_Exercise data_:
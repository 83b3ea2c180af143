use std::fmt;

/// JSON-RPC code the device uses for an unspecified failure.
pub const UNKNOWN_ERROR: i64 = -32000;
/// The control is not supported on this model.
pub const NOT_SUPPORTED: i64 = -32001;
/// The control was accepted but execution failed.
pub const FAILED: i64 = -32002;
/// The control carried invalid data.
pub const INVALID_OPERATION: i64 = -32003;
/// The access token is missing, rejected or expired.
pub const UNAUTHORIZED: i64 = -32010;
/// Standard JSON-RPC "Method not found".
pub const METHOD_NOT_FOUND: i64 = -32601;

#[derive(Debug, thiserror::Error)]
pub enum Error {
    #[error("authentication failed: {message}")]
    Authentication { message: String, code: Option<i64> },
    #[error("protocol error: {0}")]
    Protocol(#[from] ProtocolError),
    #[error("{0}")]
    Response(#[from] ResponseError),
}

pub type Result<T> = std::result::Result<T, Error>;

impl Error {
    pub fn authentication(message: impl Into<String>) -> Self {
        Self::Authentication {
            message: message.into(),
            code: None,
        }
    }

    /// Server-reported code, if the failure came from the device.
    pub fn code(&self) -> Option<i64> {
        match self {
            Self::Authentication { code, .. } => *code,
            Self::Protocol(_) => None,
            Self::Response(err) => Some(err.code),
        }
    }

    /// Firmware without a given control answers with a "Method not found"
    /// error. Callers enumerating optional peripherals can use this to fall
    /// back to an empty list.
    pub fn is_method_not_found(&self) -> bool {
        match self {
            Self::Response(err) => {
                err.code == METHOD_NOT_FOUND || err.message.contains("Method not found")
            }
            _ => false,
        }
    }
}

impl From<reqwest::Error> for Error {
    fn from(err: reqwest::Error) -> Self {
        Self::Protocol(ProtocolError::Http(err))
    }
}

#[derive(Debug, thiserror::Error)]
pub enum ProtocolError {
    #[error("request failed: {0}")]
    Http(#[from] reqwest::Error),
    #[error("response is not valid JSON: {0}")]
    InvalidJson(#[from] serde_json::Error),
    #[error("malformed response: {0}")]
    Malformed(String),
}

#[derive(Copy, Clone, Debug, PartialEq, Eq)]
pub enum ResponseErrorKind {
    Unknown,
    NotSupported,
    Failed,
    InvalidOperation,
    Unauthorized,
    Other,
}

impl ResponseErrorKind {
    pub fn from_code(code: i64) -> Self {
        match code {
            UNKNOWN_ERROR => Self::Unknown,
            NOT_SUPPORTED => Self::NotSupported,
            FAILED => Self::Failed,
            INVALID_OPERATION => Self::InvalidOperation,
            UNAUTHORIZED => Self::Unauthorized,
            _ => Self::Other,
        }
    }
}

impl fmt::Display for ResponseErrorKind {
    fn fmt(&self, f: &mut fmt::Formatter) -> fmt::Result {
        let s = match self {
            Self::Unknown => "unknown error",
            Self::NotSupported => "not supported",
            Self::Failed => "control failed",
            Self::InvalidOperation => "invalid operation",
            Self::Unauthorized => "unauthorized",
            Self::Other => "error response",
        };
        f.write_str(s)
    }
}

/// A JSON-RPC error object returned by the device.
#[derive(Clone, Debug, PartialEq, thiserror::Error)]
#[error("{kind}: {message} (code {code})")]
pub struct ResponseError {
    pub kind: ResponseErrorKind,
    pub code: i64,
    pub message: String,
}

impl ResponseError {
    pub fn new(code: i64, message: impl Into<String>) -> Self {
        Self {
            kind: ResponseErrorKind::from_code(code),
            code,
            message: message.into(),
        }
    }
}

_Task goal_: Write all of the records out exactly, including every line.

_Task solution_:
repository 83b3ea2c180af143
use std::fmt;

/// JSON-RPC code the device uses for an unspecified failure.
pub const UNKNOWN_ERROR: i64 = -32000;
/// The control is not supported on this model.
pub const NOT_SUPPORTED: i64 = -32001;
/// The control was accepted but execution failed.
pub const FAILED: i64 = -32002;
/// The control carried invalid data.
pub const INVALID_OPERATION: i64 = -32003;
/// The access token is missing, rejected or expired.
pub const UNAUTHORIZED: i64 = -32010;
/// Standard JSON-RPC "Method not found".
pub const METHOD_NOT_FOUND: i64 = -32601;

#[derive(Debug, thiserror::Error)]
pub enum Error {
    #[error("authentication failed: {message}")]
    Authentication { message: String, code: Option<i64> },
    #[error("protocol error: {0}")]
    Protocol(#[from] ProtocolError),
    #[error("{0}")]
    Response(#[from] ResponseError),
}

pub type Result<T> = std::result::Result<T, Error>;

impl Error {
    pub fn authentication(message: impl Into<String>) -> Self {
        Self::Authentication {
            message: message.into(),
            code: None,
        }
    }

    /// Server-reported code, if the failure came from the device.
    pub fn code(&self) -> Option<i64> {
        match self {
            Self::Authentication { code, .. } => *code,
            Self::Protocol(_) => None,
            Self::Response(err) => Some(err.code),
        }
    }

    /// Firmware without a given control answers with a "Method not found"
    /// error. Callers enumerating optional peripherals can use this to fall
    /// back to an empty list.
    pub fn is_method_not_found(&self) -> bool {
        match self {
            Self::Response(err) => {
                err.code == METHOD_NOT_FOUND || err.message.contains("Method not found")
            }
            _ => false,
        }
    }
}

impl From<reqwest::Error> for Error {
    fn from(err: reqwest::Error) -> Self {
        Self::Protocol(ProtocolError::Http(err))
    }
}

#[derive(Debug, thiserror::Error)]
pub enum ProtocolError {
    #[error("request failed: {0}")]
    Http(#[from] reqwest::Error),
    #[error("response is not valid JSON: {0}")]
    InvalidJson(#[from] serde_json::Error),
    #[error("malformed response: {0}")]
    Malformed(String),
}

#[derive(Copy, Clone, Debug, PartialEq, Eq)]
pub enum ResponseErrorKind {
    Unknown,
    NotSupported,
    Failed,
    InvalidOperation,
    Unauthorized,
    Other,
}

impl ResponseErrorKind {
    pub fn from_code(code: i64) -> Self {
        match code {
            UNKNOWN_ERROR => Self::Unknown,
            NOT_SUPPORTED => Self::NotSupported,
            FAILED => Self::Failed,
            INVALID_OPERATION => Self::InvalidOperation,
            UNAUTHORIZED => Self::Unauthorized,
            _ => Self::Other,
        }
    }
}

impl fmt::Display for ResponseErrorKind {
    fn fmt(&self, f: &mut fmt::Formatter) -> fmt::Result {
        let s = match self {
            Self::Unknown => "unknown error",
            Self::NotSupported => "not supported",
            Self::Failed => "control failed",
            Self::InvalidOperation => "invalid operation",
            Self::Unauthorized => "unauthorized",
            Self::Other => "error response",
        };
        f.write_str(s)
    }
}

/// A JSON-RPC error object returned by the device.
#[derive(Clone, Debug, PartialEq, thiserror::Error)]
#[error("{kind}: {message} (code {code})")]
pub struct ResponseError {
    pub kind: ResponseErrorKind,
    pub code: i64,
    pub message: String,
}

impl ResponseError {
    pub fn new(code: i64, message: impl Into<String>) -> Self {
        Self {
            kind: ResponseErrorKind::from_code(code),
            code,
            message: message.into(),
        }
    }
}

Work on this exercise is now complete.